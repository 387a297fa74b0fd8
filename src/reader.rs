//! Reading ISO 8211 logical records from a byte buffer.
//!
//! This module provides [`RecordReader`], a lazy iterator over the logical
//! records of one buffer. Each item is either a [`RawRecord`] (leader,
//! directory, and borrowed field bytes, with no subfield interpretation yet)
//! or a [`RecordError`] describing a record that failed structural
//! validation. After an error the reader has already resynchronised on the
//! next plausible record start, so iteration simply continues.
//!
//! # Examples
//!
//! ```
//! use s57chart::reader::RecordReader;
//! use s57chart::writer::CellWriter;
//!
//! let mut writer = CellWriter::new();
//! writer.push_record(&[("0001", vec![1, 0])]);
//! let bytes = writer.into_bytes();
//!
//! for item in RecordReader::new(&bytes) {
//!     let record = item?;
//!     assert_eq!(record.directory.len(), 1);
//! }
//! # Ok::<(), s57chart::reader::RecordError>(())
//! ```

use crate::error::ChartError;
use crate::leader::{Leader, LEADER_LEN};
use crate::recovery::resync_offset;
use crate::warning::WarningCode;
use std::fmt;

/// The ISO 8211 field terminator.
pub const FIELD_TERMINATOR: u8 = 0x1E;
/// The ISO 8211 unit (subfield) terminator.
pub const UNIT_TERMINATOR: u8 = 0x1F;

/// One directory entry: where a field lives inside the field area.
#[derive(Debug, Clone, PartialEq, Eq)]
pub struct DirectoryEntry {
    /// Field tag
    pub tag: String,
    /// Declared field length in bytes, including the field terminator
    pub length: usize,
    /// Field position relative to the base address
    pub position: usize,
}

/// A structurally valid logical record, borrowing its bytes from the input.
#[derive(Debug, Clone)]
pub struct RawRecord<'a> {
    /// Byte offset of the record within the buffer
    pub offset: usize,
    /// Position of the record in the buffer (0 = first)
    pub index: usize,
    /// Decoded leader
    pub leader: Leader,
    /// Directory entries in file order
    pub directory: Vec<DirectoryEntry>,
    bytes: &'a [u8],
}

/// Raw bytes of one field. Never outlives its [`RawRecord`].
#[derive(Debug, Clone, Copy)]
pub struct RawField<'r> {
    /// Field tag
    pub tag: &'r str,
    /// Length declared by the directory
    pub declared_len: usize,
    /// Bytes actually available, clipped to the record end
    pub bytes: &'r [u8],
}

impl RawField<'_> {
    /// Whether fewer bytes were available than the directory declared.
    #[must_use]
    pub fn is_clipped(&self) -> bool {
        self.bytes.len() < self.declared_len
    }
}

impl<'a> RawRecord<'a> {
    /// The record's complete bytes, leader included.
    #[must_use]
    pub fn bytes(&self) -> &'a [u8] {
        self.bytes
    }

    /// Whether this is the data descriptive record.
    #[must_use]
    pub fn is_ddr(&self) -> bool {
        self.leader.is_ddr()
    }

    /// Iterate the fields in directory order.
    pub fn fields(&self) -> impl Iterator<Item = RawField<'_>> {
        self.directory.iter().map(move |entry| self.field_at(entry))
    }

    /// The first field with the given tag.
    #[must_use]
    pub fn field(&self, tag: &str) -> Option<RawField<'_>> {
        self.directory
            .iter()
            .find(|entry| entry.tag == tag)
            .map(|entry| self.field_at(entry))
    }

    fn field_at<'r>(&'r self, entry: &'r DirectoryEntry) -> RawField<'r> {
        let start = self.leader.base_address as usize + entry.position;
        let end = (start + entry.length).min(self.bytes.len());
        RawField {
            tag: &entry.tag,
            declared_len: entry.length,
            bytes: &self.bytes[start.min(end)..end],
        }
    }
}

/// A record that failed structural validation.
#[derive(Debug)]
pub struct RecordError {
    /// Byte offset where the rejected record started
    pub offset: usize,
    /// Position of the rejected record in the buffer
    pub index: usize,
    /// Warning code to report the rejection under
    pub code: WarningCode,
    /// Offset reading resumed at, if any record start was found
    pub resumed_at: Option<usize>,
    /// The structural error itself
    pub error: ChartError,
}

impl fmt::Display for RecordError {
    fn fmt(&self, f: &mut fmt::Formatter<'_>) -> fmt::Result {
        write!(f, "record {} at offset {}: {}", self.index, self.offset, self.error)?;
        match self.resumed_at {
            Some(next) => write!(f, " (resumed at offset {next})"),
            None => write!(f, " (no further record found)"),
        }
    }
}

impl std::error::Error for RecordError {}

/// Lazy, restartable iterator over the logical records of a buffer.
#[derive(Debug, Clone)]
pub struct RecordReader<'a> {
    buffer: &'a [u8],
    pos: usize,
    index: usize,
}

impl<'a> RecordReader<'a> {
    /// Create a reader positioned at the start of `buffer`.
    #[must_use]
    pub fn new(buffer: &'a [u8]) -> Self {
        RecordReader {
            buffer,
            pos: 0,
            index: 0,
        }
    }

    /// Rewind to the start of the buffer.
    pub fn reset(&mut self) {
        self.pos = 0;
        self.index = 0;
    }

    /// Current byte offset.
    #[must_use]
    pub fn position(&self) -> usize {
        self.pos
    }

    fn fail(&mut self, code: WarningCode, error: ChartError, declared: Option<usize>) -> RecordError {
        let offset = self.pos;
        let index = self.index;
        self.index += 1;
        let resumed_at = if code == WarningCode::TruncatedLeader {
            None
        } else {
            resync_offset(self.buffer, offset, declared)
        };
        self.pos = resumed_at.unwrap_or(self.buffer.len());
        RecordError {
            offset,
            index,
            code,
            resumed_at,
            error,
        }
    }
}

impl<'a> Iterator for RecordReader<'a> {
    type Item = Result<RawRecord<'a>, RecordError>;

    fn next(&mut self) -> Option<Self::Item> {
        let remaining = self.buffer.len().checked_sub(self.pos)?;
        if remaining == 0 {
            return None;
        }
        if remaining < LEADER_LEN {
            let err = ChartError::TruncatedRecord(format!(
                "{remaining} trailing bytes cannot hold a leader"
            ));
            return Some(Err(self.fail(WarningCode::TruncatedLeader, err, None)));
        }

        let leader_bytes = &self.buffer[self.pos..self.pos + LEADER_LEN];
        let leader = match Leader::from_bytes(leader_bytes) {
            Ok(leader) => leader,
            Err(e) => {
                let declared = declared_length(leader_bytes);
                return Some(Err(self.fail(WarningCode::RecordSkipped, e, declared)));
            },
        };
        let declared = Some(leader.record_length as usize);
        if let Err(e) = leader.validate() {
            return Some(Err(self.fail(WarningCode::RecordSkipped, e, declared)));
        }

        let record_length = leader.record_length as usize;
        if record_length > remaining {
            let err = ChartError::TruncatedRecord(format!(
                "Record declares {record_length} bytes but only {remaining} remain"
            ));
            return Some(Err(self.fail(WarningCode::RecordSkipped, err, None)));
        }

        let bytes = &self.buffer[self.pos..self.pos + record_length];
        let directory = match parse_directory(bytes, &leader) {
            Ok(directory) => directory,
            Err(e) => return Some(Err(self.fail(WarningCode::RecordSkipped, e, declared))),
        };

        let record = RawRecord {
            offset: self.pos,
            index: self.index,
            leader,
            directory,
            bytes,
        };
        tracing::trace!(
            offset = record.offset,
            fields = record.directory.len(),
            "read record"
        );
        self.pos += record_length;
        self.index += 1;
        Some(Ok(record))
    }
}

/// Record length digits of a leader that otherwise failed to parse.
fn declared_length(leader_bytes: &[u8]) -> Option<usize> {
    let digits = &leader_bytes[..5];
    if digits.iter().all(u8::is_ascii_digit) {
        std::str::from_utf8(digits).ok()?.parse().ok()
    } else {
        None
    }
}

/// Walk the directory until the field terminator.
fn parse_directory(record: &[u8], leader: &Leader) -> Result<Vec<DirectoryEntry>, ChartError> {
    let base = leader.base_address as usize;
    let map = leader.entry_map;
    let entry_len = map.entry_len();
    let tag_size = usize::from(map.tag_size);
    let len_size = usize::from(map.length_size);
    let field_area = record.len() - base;

    let mut entries = Vec::new();
    let mut pos = LEADER_LEN;
    loop {
        if pos >= base {
            return Err(ChartError::InvalidDirectory(format!(
                "Directory runs past base address {base} without a terminator"
            )));
        }
        if record[pos] == FIELD_TERMINATOR {
            break;
        }
        if pos + entry_len > base {
            return Err(ChartError::InvalidDirectory(format!(
                "Incomplete directory entry at byte {pos}"
            )));
        }

        let chunk = &record[pos..pos + entry_len];
        let tag = String::from_utf8_lossy(&chunk[..tag_size]).to_string();
        let length = parse_number(&chunk[tag_size..tag_size + len_size])?;
        let position = parse_number(&chunk[tag_size + len_size..])?;
        if position >= field_area && length > 0 {
            return Err(ChartError::InvalidField(format!(
                "Field {tag} starts at {position}, past the {field_area}-byte field area"
            )));
        }
        entries.push(DirectoryEntry {
            tag,
            length,
            position,
        });
        pos += entry_len;
    }

    if pos + 1 != base {
        return Err(ChartError::InvalidDirectory(format!(
            "Directory ends at byte {} but base address is {base}",
            pos + 1
        )));
    }
    Ok(entries)
}

/// Parse a directory number from ASCII digits.
fn parse_number(bytes: &[u8]) -> Result<usize, ChartError> {
    let mut result = 0usize;
    for &byte in bytes {
        if byte.is_ascii_digit() {
            result = result * 10 + usize::from(byte - b'0');
        } else {
            return Err(ChartError::InvalidDirectory(format!(
                "Invalid numeric directory entry: '{}'",
                String::from_utf8_lossy(bytes)
            )));
        }
    }
    Ok(result)
}
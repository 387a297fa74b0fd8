//! Character decoding for S-57 lexical levels.
//!
//! S-57 text subfields are written at one of three lexical levels, declared
//! per data set in the DSSI field:
//!
//! - Level 0: ASCII
//! - Level 1: ISO 8859-1 (Latin-1)
//! - Level 2: UCS-2, little-endian, with two-byte unit and field terminators
//!
//! ATTF values use the ATTF lexical level (`AALL`), NATF values the national
//! level (`NALL`). All other text subfields are level 0.
//!
//! Decoding never fails: undecodable input is replaced lossily and flagged so
//! the caller can record a `BAD_ENCODING` warning. Decoded text is normalised
//! to Unicode NFC.

use encoding_rs::{UTF_16LE, WINDOWS_1252};
use serde::{Deserialize, Serialize};
use unicode_normalization::UnicodeNormalization;

/// Lexical level of a text subfield.
#[derive(Debug, Clone, Copy, PartialEq, Eq, Default, Serialize, Deserialize)]
pub enum LexicalLevel {
    /// Level 0: ASCII text
    #[default]
    Ascii,
    /// Level 1: ISO 8859-1 text
    Latin1,
    /// Level 2: UCS-2 text
    Ucs2,
}

impl LexicalLevel {
    /// Map a DSSI `AALL`/`NALL` value to a level. Unknown values fall back to Latin-1.
    #[must_use]
    pub fn from_code(code: i64) -> Self {
        match code {
            0 => LexicalLevel::Ascii,
            2 => LexicalLevel::Ucs2,
            _ => LexicalLevel::Latin1,
        }
    }

    /// Width of one code unit in bytes.
    #[must_use]
    pub fn unit_width(self) -> usize {
        match self {
            LexicalLevel::Ucs2 => 2,
            _ => 1,
        }
    }

    /// Find the end of a unit-terminated subfield starting at `bytes[0]`.
    ///
    /// Returns `(content_len, consumed_len)`; `consumed_len` includes the
    /// terminator when one was found.
    #[must_use]
    pub fn find_unit_end(self, bytes: &[u8]) -> (usize, usize) {
        match self {
            LexicalLevel::Ucs2 => {
                let mut i = 0;
                while i + 1 < bytes.len() {
                    if bytes[i] == 0x1F && bytes[i + 1] == 0x00 {
                        return (i, i + 2);
                    }
                    i += 2;
                }
                // A level 2 field may still close with a single-byte terminator.
                match memchr::memchr(0x1F, bytes) {
                    Some(pos) if pos % 2 == 0 => (pos, pos + 1),
                    _ => (bytes.len(), bytes.len()),
                }
            },
            _ => match memchr::memchr(0x1F, bytes) {
                Some(pos) => (pos, pos + 1),
                None => (bytes.len(), bytes.len()),
            },
        }
    }
}

/// Decoded text and whether decoding had to replace anything.
#[derive(Debug, Clone, PartialEq, Eq)]
pub struct DecodedText {
    /// The decoded, NFC-normalised text
    pub text: String,
    /// Whether the input was not valid at its lexical level
    pub had_errors: bool,
}

/// Decode subfield bytes at a lexical level.
///
/// # Examples
///
/// ```
/// use s57chart::encoding::{decode_text, LexicalLevel};
///
/// let decoded = decode_text(&[0x48, 0x00, 0xE9, 0x00], LexicalLevel::Ucs2);
/// assert_eq!(decoded.text, "Hé");
/// assert!(!decoded.had_errors);
/// ```
#[must_use]
pub fn decode_text(bytes: &[u8], level: LexicalLevel) -> DecodedText {
    let (text, had_errors) = match level {
        LexicalLevel::Ascii => {
            if bytes.is_ascii() {
                (String::from_utf8_lossy(bytes).into_owned(), false)
            } else {
                let (cow, _) = WINDOWS_1252.decode_without_bom_handling(bytes);
                (cow.into_owned(), true)
            }
        },
        LexicalLevel::Latin1 => {
            let (cow, had_errors) = WINDOWS_1252.decode_without_bom_handling(bytes);
            (cow.into_owned(), had_errors)
        },
        LexicalLevel::Ucs2 => {
            let (cow, had_errors) = UTF_16LE.decode_without_bom_handling(bytes);
            (cow.into_owned(), had_errors || bytes.len() % 2 != 0)
        },
    };
    DecodedText {
        text: text.nfc().collect(),
        had_errors,
    }
}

== Problem description ==
In the listing above, find the line with "let start = self.leader.base_address" and the line with "let offset = self.pos;"; output exactly those lines and all lines between them.

== Task response ==
        let start = self.leader.base_address as usize + entry.position;
        let end = (start + entry.length).min(self.bytes.len());
        RawField {
            tag: &entry.tag,
            declared_len: entry.length,
            bytes: &self.bytes[start.min(end)..end],
        }
    }
}

/// A record that failed structural validation.
#[derive(Debug)]
pub struct RecordError {
    /// Byte offset where the rejected record started
    pub offset: usize,
    /// Position of the rejected record in the buffer
    pub index: usize,
    /// Warning code to report the rejection under
    pub code: WarningCode,
    /// Offset reading resumed at, if any record start was found
    pub resumed_at: Option<usize>,
    /// The structural error itself
    pub error: ChartError,
}

impl fmt::Display for RecordError {
    fn fmt(&self, f: &mut fmt::Formatter<'_>) -> fmt::Result {
        write!(f, "record {} at offset {}: {}", self.index, self.offset, self.error)?;
        match self.resumed_at {
            Some(next) => write!(f, " (resumed at offset {next})"),
            None => write!(f, " (no further record found)"),
        }
    }
}

impl std::error::Error for RecordError {}

/// Lazy, restartable iterator over the logical records of a buffer.
#[derive(Debug, Clone)]
pub struct RecordReader<'a> {
    buffer: &'a [u8],
    pos: usize,
    index: usize,
}

impl<'a> RecordReader<'a> {
    /// Create a reader positioned at the start of `buffer`.
    #[must_use]
    pub fn new(buffer: &'a [u8]) -> Self {
        RecordReader {
            buffer,
            pos: 0,
            index: 0,
        }
    }

    /// Rewind to the start of the buffer.
    pub fn reset(&mut self) {
        self.pos = 0;
        self.index = 0;
    }

    /// Current byte offset.
    #[must_use]
    pub fn position(&self) -> usize {
        self.pos
    }

    fn fail(&mut self, code: WarningCode, error: ChartError, declared: Option<usize>) -> RecordError {
        let offset = self.pos;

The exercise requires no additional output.